» **Record excerpts**:

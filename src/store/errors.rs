// Copyright 2023 RangeKV Project Authors. Licensed under Apache-2.0.

use crate::proto::errorpb;
use crate::proto::kvrpcpb;

/// Responses that can carry a region error.
pub trait HasRegionError {
    fn region_error(&mut self) -> Option<errorpb::Error>;
}

/// Allows setting a region error on a response type.
///
/// Used internally to trigger a region-level retry when a request must be
/// re-routed (e.g. the routing token no longer resolves in the cache).
pub trait SetRegionError {
    fn set_region_error(&mut self, error: errorpb::Error);
}

/// Responses whose command-level failures are a plain error string.
pub trait HasStrError {
    fn str_error(&mut self) -> Option<String>;
}

macro_rules! has_region_error {
    ($type:ty) => {
        impl HasRegionError for $type {
            fn region_error(&mut self) -> Option<errorpb::Error> {
                self.region_error.take()
            }
        }
    };
}

has_region_error!(kvrpcpb::RawGetResponse);
has_region_error!(kvrpcpb::RawBatchGetResponse);
has_region_error!(kvrpcpb::RawGetKeyTtlResponse);
has_region_error!(kvrpcpb::RawPutResponse);
has_region_error!(kvrpcpb::RawBatchPutResponse);
has_region_error!(kvrpcpb::RawDeleteResponse);
has_region_error!(kvrpcpb::RawBatchDeleteResponse);
has_region_error!(kvrpcpb::RawDeleteRangeResponse);
has_region_error!(kvrpcpb::RawScanResponse);
has_region_error!(kvrpcpb::RawCasResponse);

macro_rules! set_region_error {
    ($type:ty) => {
        impl SetRegionError for $type {
            fn set_region_error(&mut self, error: errorpb::Error) {
                self.region_error = Some(error);
            }
        }
    };
}

set_region_error!(kvrpcpb::RawGetResponse);
set_region_error!(kvrpcpb::RawBatchGetResponse);
set_region_error!(kvrpcpb::RawGetKeyTtlResponse);
set_region_error!(kvrpcpb::RawPutResponse);
set_region_error!(kvrpcpb::RawBatchPutResponse);
set_region_error!(kvrpcpb::RawDeleteResponse);
set_region_error!(kvrpcpb::RawBatchDeleteResponse);
set_region_error!(kvrpcpb::RawDeleteRangeResponse);
set_region_error!(kvrpcpb::RawScanResponse);
set_region_error!(kvrpcpb::RawCasResponse);

macro_rules! has_str_error {
    ($type:ty) => {
        impl HasStrError for $type {
            fn str_error(&mut self) -> Option<String> {
                if self.error.is_empty() {
                    None
                } else {
                    Some(std::mem::take(&mut self.error))
                }
            }
        }
    };
}

has_str_error!(kvrpcpb::RawGetResponse);
has_str_error!(kvrpcpb::RawGetKeyTtlResponse);
has_str_error!(kvrpcpb::RawPutResponse);
has_str_error!(kvrpcpb::RawBatchPutResponse);
has_str_error!(kvrpcpb::RawDeleteResponse);
has_str_error!(kvrpcpb::RawBatchDeleteResponse);
has_str_error!(kvrpcpb::RawDeleteRangeResponse);
has_str_error!(kvrpcpb::RawCasResponse);

#[cfg(test)]
mod tests {
    use super::*;

    #[test]
    fn region_error_is_taken_once() {
        let mut resp = kvrpcpb::RawGetResponse {
            region_error: Some(errorpb::Error::default()),
            ..Default::default()
        };
        assert!(resp.region_error().is_some());
        assert!(resp.region_error().is_none());
    }

    #[test]
    fn str_error_is_taken_once() {
        let mut resp = kvrpcpb::RawCasResponse {
            error: "boom".to_owned(),
            ..Default::default()
        };
        assert_eq!(resp.str_error().as_deref(), Some("boom"));
        assert!(resp.str_error().is_none());
    }

    #[test]
    fn synthesized_region_error_round_trips() {
        let mut resp = kvrpcpb::RawScanResponse::default();
        resp.set_region_error(errorpb::Error {
            message: "stale".to_owned(),
            ..Default::default()
        });
        let e = resp.region_error().unwrap();
        assert_eq!(e.message, "stale");
    }
}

» **What needs to be done**: Return every line of the records in which the word "boom" is found.

» **Exercise response**:
            error: "boom".to_owned(),
        assert_eq!(resp.str_error().as_deref(), Some("boom"));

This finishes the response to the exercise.